Ох уж это III Отделение Собственной Его Величества Канцелярии! Во времена Бенкендорфа и Орлова всеми делами ворочал Дубельт. Он и метил на место шефа жандармов, но его, знавшего подноготную всех, боялись и при новом царе лишь вознаградили материально, а во главе сыска поставили князя В. А. Долгорукова, дав ему в помощники А. Е. Тимашева, назначенного начальником штаба корпуса жандармов и управляющим III Отделением.
Василий Андреевич Долгоруков был одновременно и туп и хитер. Приспосабливаясь к «новым веяниям», он как-то сказал:
- Надо признаться, что мы быстро идем вперед; прогресс у нас сильно развивается; администрация делается совершенно элегантною. Вчера, например, на придворном бале в числе самых ловких танцоров можно было любоваться начальником тайной полиции Тимашевым и обер-полицмейстером Шуваловым. Я радовался, видя, что полиция сделалась элегантною.
Он панически боялся освобождения крестьян и в докладах старался запугать императора. Литературу и журналистику ненавидел. Тимашев тоже запугивал царя революцией и жалел, что Россия больше не будет управляться «по прекрасной николаевской системе», как он выразился однажды.
К новому, 1859 году Алексей Толстой получил первый номер «Паруса» и прочел во вступительной статье Аксакова: «Неужели еще не пришла пора быть искренним и правдивым? Неужели мы не избавились от печальной необходимости лгать и безмолвствовать?.. Разве не выгоднее для Правительства знать искреннее слово каждого и его отношение к себе? Гласность лучше всякой полиции, составляющей обыкновенно ошибочные и бестолковые донесения, объяснит Правительству и настоящее положение дел, и его отношения к обществу, и в чем заключаются недостатки его распоряжений, и что предстоит ему совершить или исправить...»
Толстой знал, чем это может кончиться, и боялся, как бы первый номер «Паруса» не стал последним. Он оказался почти прав - издание дожило до второго номера.
Аксакова вызвали в III Отделение и едва не выслали в Вятку.
В тот же день Тимашев рассказывал:
- Знаете ли вы, какую штуку мне Аксаков отпустил сегодня утром? Я ему говорю: вы, Иван Сергеевич, может быть, возненавидите меня хуже Дубельта, а он мне в ответ: да, вы, Александр Егорович, во сто раз хуже Дубельта; его можно было купить, а вас не купишь!
И довольно ухмылялся: рад был, что хоть вором не считают.
Шпионы Тимашева донесли, что и в первом номере славянофильской «Русской беседы» появится предосудительное сочинение графа Толстого «Иоанн Дамаскин», не прошедшее духовной цензуры.

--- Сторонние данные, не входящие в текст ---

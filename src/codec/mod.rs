//! Serialization codecs for the JSON-RPC and SSE bindings

pub mod jsonrpc;
pub mod sse;

pub use jsonrpc::{JsonRpcCodec, JsonRpcError, JsonRpcRequest, JsonRpcResponse, RejectedRequest};
pub use sse::{SseCodec, TaskResponseStream};

use bytes::Bytes;

use crate::{
    protocol::{error::A2AError, operation::A2AOperation},
    service::response::A2AResponse,
};

/// Client-side codec for encoding operations and decoding their responses
pub trait Codec: Send + Sync {
    /// Serialize an operation into a request body
    ///
    /// Operations without a body (agent discovery) encode to empty bytes.
    fn encode_request(&self, operation: &A2AOperation) -> Result<Bytes, A2AError>;

    /// Deserialize a response body for `operation`
    fn decode_response(
        &self,
        body: &[u8],
        operation: &A2AOperation,
    ) -> Result<A2AResponse, A2AError>;

    /// MIME type of request bodies
    fn content_type(&self) -> &str;
}
impl<T> JsonRpcResponse<T> {
    /// Successful response; an empty id is replaced by a fresh one
    pub fn success(id: impl Into<String>, result: T) -> Self {
        Self {
            jsonrpc: JSONRPC_VERSION.to_string(),
            id: non_empty_id(id.into()),
            result: Some(result),
            error: None,
        }
    }

    /// Error response; an empty id is replaced by a fresh one
    pub fn error(id: impl Into<String>, error: JsonRpcError) -> Self {
        Self {
            jsonrpc: JSONRPC_VERSION.to_string(),
            id: non_empty_id(id.into()),
            result: None,
            error: Some(error),
        }
    }

    /// Extract the result, turning an error object into `A2AError::JsonRpc`
    pub fn into_result(self) -> Result<T, A2AError> {
        if let Some(error) = self.error {
            return Err(error.into());
        }
        self.result.ok_or_else(|| {
            A2AError::Protocol("JSON-RPC response missing 'result' field".to_string())
        })
    }
}

fn non_empty_id(id: String) -> String {
    if id.is_empty() {
        new_request_id()
    } else {
        id
    }
}

/// Response to `tasks/send` and `tasks/get`
pub type TaskResponse = JsonRpcResponse<Task>;

/// One SSE frame of a `tasks/send/stream` response
pub type SendTaskStreamingResponse = JsonRpcResponse<TaskStreamEvent>;

/// JSON-RPC 2.0 error object
#[derive(Debug, Clone, Serialize, Deserialize, PartialEq)]
pub struct JsonRpcError {
    pub code: i64,
    pub message: String,
    #[serde(skip_serializing_if = "Option::is_none")]
    pub data: Option<Value>,
}
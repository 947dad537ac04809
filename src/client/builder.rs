//! Client builder

use std::{sync::Arc, time::Duration};

use url::Url;

use crate::{
    client::AgentClient,
    codec::{Codec, JsonRpcCodec},
    config::{ClientConfig, DEFAULT_CLIENT_TIMEOUT},
    protocol::error::A2AError,
    service::A2AProtocolService,
    transport::{HttpTransport, Transport},
};

/// Builder for constructing A2A clients
///
/// # Example
///
/// ```rust,no_run
/// use a2a_task_server::prelude::*;
/// use std::time::Duration;
///
/// # async fn example() -> Result<(), Box<dyn std::error::Error>> {
/// let url = "http://localhost:8000/".parse()?;
/// let mut client = A2AClientBuilder::new_http(url)
///     .with_timeout(Duration::from_secs(60))
///     .build()?;
///
/// let agent_card = client.discover().await?;
/// println!("Connected to: {}", agent_card.name);
/// # Ok(())
/// # }
/// ```
///
/// # Compiler Error
/// This will fail to compile if it is not clear to the compiler which type
/// implementing `Transport` is being used as underlying transport. This is
/// expected behaviour.
///
/// ```compile_fail
/// let client = A2AClientBuilder::new(agent_url()).build();
/// ```
pub struct A2AClientBuilder<T: Transport> {
    agent_url: Url,
    transport: Option<T>,
    codec: Option<Arc<dyn Codec>>,
    timeout: Option<Duration>,
}

impl<T: Transport> A2AClientBuilder<T> {
    /// Start a builder for the agent at `agent_url`
    pub fn new(agent_url: Url) -> Self {
        Self {
            agent_url,
            transport: None,
            codec: None,
            timeout: Some(DEFAULT_CLIENT_TIMEOUT),
        }
    }

    /// Use a custom transport
    pub fn with_transport(mut self, transport: T) -> Self {
        self.transport = Some(transport);
        self
    }

    /// Use a custom codec
    pub fn with_codec(mut self, codec: Arc<dyn Codec>) -> Self {
        self.codec = Some(codec);
        self
    }

    /// Set the timeout of non-streaming requests
    pub fn with_timeout(mut self, timeout: Duration) -> Self {
        self.timeout = Some(timeout);
        self
    }

    /// Build the A2A client
    ///
    /// # Errors
    ///
    /// Returns `A2AError::Config` if no transport has been configured
    pub fn build(self) -> Result<AgentClient<A2AProtocolService<T>>, A2AError> {
        let transport = self.transport.ok_or_else(|| {
            A2AError::Config("Transport not configured. Use new_http() or with_transport()".into())
        })?;

        let codec = self.codec.unwrap_or_else(|| Arc::new(JsonRpcCodec::new()));
        let service = A2AProtocolService::new(transport, codec);

        let config = ClientConfig::new(self.agent_url)
            .with_timeout(self.timeout.unwrap_or(DEFAULT_CLIENT_TIMEOUT));

        Ok(AgentClient::new(service, config))
    }
}

impl A2AClientBuilder<HttpTransport> {
    /// Create a new client builder using the HTTP transport
    ///
    /// # Arguments
    ///
    /// * `agent_url` - URL of the agent's JSON-RPC endpoint (e.g., "<http://localhost:8000/>")
    pub fn new_http(agent_url: Url) -> Self {
        let transport = HttpTransport::new(agent_url.clone());
        Self::new(agent_url)
            .with_transport(transport)
            .with_codec(Arc::new(JsonRpcCodec::new()))
    }
}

Доложено было Долгорукову, и номер остановили. Редактор журнала Иван Аксаков тотчас послал корректурные листы министру народного просвещения Евграфу Петровичу Ковалевскому. Тот был человек ловкий, всем старался угодить, да и знал, что императрица уже познакомилась с «Иоанном Дамаскиным». Это укрепило в нем «гражданское мужество», и он приказал цензуре немедленно разрешить публикацию. Долгоруков рассвирепел и при встрече сказал Ковалевскому:
- Как же вы разрешили выпуск, не предуведомив меня?
- А разве вы первый министр, чтобы я обязан был просить вашего дозволения? - спросил, в свою очередь, Ковалевский.
Такие слухи ходили в обществе. Но в деле, заведенном на «Иоанна Дамаскина» в III Отделении, можно прочесть иное. Оказывается, оно было доложено царю, и тот лично поручил обратить со стороны цензуры особое внимание на поэму. Ковалевский почти немедленно рапортовал царю, что «противного правилам цензуры» в ней ничего нет. «Если в нем («Иоанне Дамаскине». - Д. Ж.) и можно заметить несколько стихов, которые, будучи вырваны отдельно, могли бы возбудить некоторое сомнение, то общий смысл, направление и самое исполнение этого поэтического сочинения, проникнутого духом христианства первобытного времени, уничтожают всякое сомнение».
Это было начало цензурных мытарств Алексея Толстого. Но он еще отомстит жандармам, «увековечив» их имена в своих сатирах. В нем росло раздражение против двора. И с царем при внешнем расположении друг к другу отношения не складывались. Государь не имеет твердых убеждений. Всего пугается, никому не верит.
В 1857 году он говорил Толстому об освобождении крестьян:
- В шесть месяцев все будет кончено и пойдет прекрасно!
Но дело двигалось медленно. Александр хотел, чтобы печать прославляла его как либерального правителя, и... боялся гласности. Хотел быть Петром Первым, великим реформатором, а людей подбирать не умел. С умными людьми ему было неловко.